» EXERCISE DETAILS
Would you output, exactly as written, the line with "to write credential" and all lines after it to the end of the data below, and no others?

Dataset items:
═══

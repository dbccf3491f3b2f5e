#[derive(thiserror::Error, Debug)]
pub enum Error {
    #[error("{0}")]
    Unknown(String),

    #[error("Config error: {0}")]
    ConfigError(String),

    #[error("Invalid role identifier: {0:?} (expected arn:aws:iam::<account-id>:role/<role-name>)")]
    InvalidRoleIdentifier(String),

    #[error("Validation error: {0}")]
    ValidationError(String),

    #[error("Provider error ({kind}): {message}")]
    ProviderError {
        kind: crate::client::ProviderErrorKind,
        message: String,
    },

    #[error("Transport error: {0}")]
    TransportError(String),

    #[error("Insufficient session duration: requested {requested} seconds but the granted session lasts {granted} seconds; --duration cannot be longer than the maximum session duration allowed by the role")]
    InsufficientSessionDuration { requested: i64, granted: i64 },

    #[error("Failed to write credential cache {}", .path.display())]
    CacheWriteError {
        path: std::path::PathBuf,
        #[source]
        source: Box<Error>,
    },

    #[error("No cached credentials at {}", .0.display())]
    CacheNotFound(std::path::PathBuf),

    #[error("Failed to launch {program:?}")]
    LaunchError {
        program: String,
        #[source]
        source: std::io::Error,
    },

    #[error(transparent)]
    StdIoError(#[from] std::io::Error),

    #[error(transparent)]
    JsonError(#[from] serde_json::Error),
}

impl Error {
    /// Process exit status to terminate with when this error aborts an invocation.
    pub fn exit_code(&self) -> i32 {
        match *self {
            Self::InvalidRoleIdentifier(_) | Self::ValidationError(_) => 2,
            Self::LaunchError { ref source, .. } if source.kind() == std::io::ErrorKind::NotFound => {
                127
            }
            Self::LaunchError { .. } => 126,
            _ => 1,
        }
    }
}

═══

» RESPONSE AREA
    #[error("Failed to write credential cache {}", .path.display())]
    CacheWriteError {
        path: std::path::PathBuf,
        #[source]
        source: Box<Error>,
    },

    #[error("No cached credentials at {}", .0.display())]
    CacheNotFound(std::path::PathBuf),

    #[error("Failed to launch {program:?}")]
    LaunchError {
        program: String,
        #[source]
        source: std::io::Error,
    },

    #[error(transparent)]
    StdIoError(#[from] std::io::Error),

    #[error(transparent)]
    JsonError(#[from] serde_json::Error),
}

impl Error {
    /// Process exit status to terminate with when this error aborts an invocation.
    pub fn exit_code(&self) -> i32 {
        match *self {
            Self::InvalidRoleIdentifier(_) | Self::ValidationError(_) => 2,
            Self::LaunchError { ref source, .. } if source.kind() == std::io::ErrorKind::NotFound => {
                127
            }
            Self::LaunchError { .. } => 126,
            _ => 1,
        }
    }
}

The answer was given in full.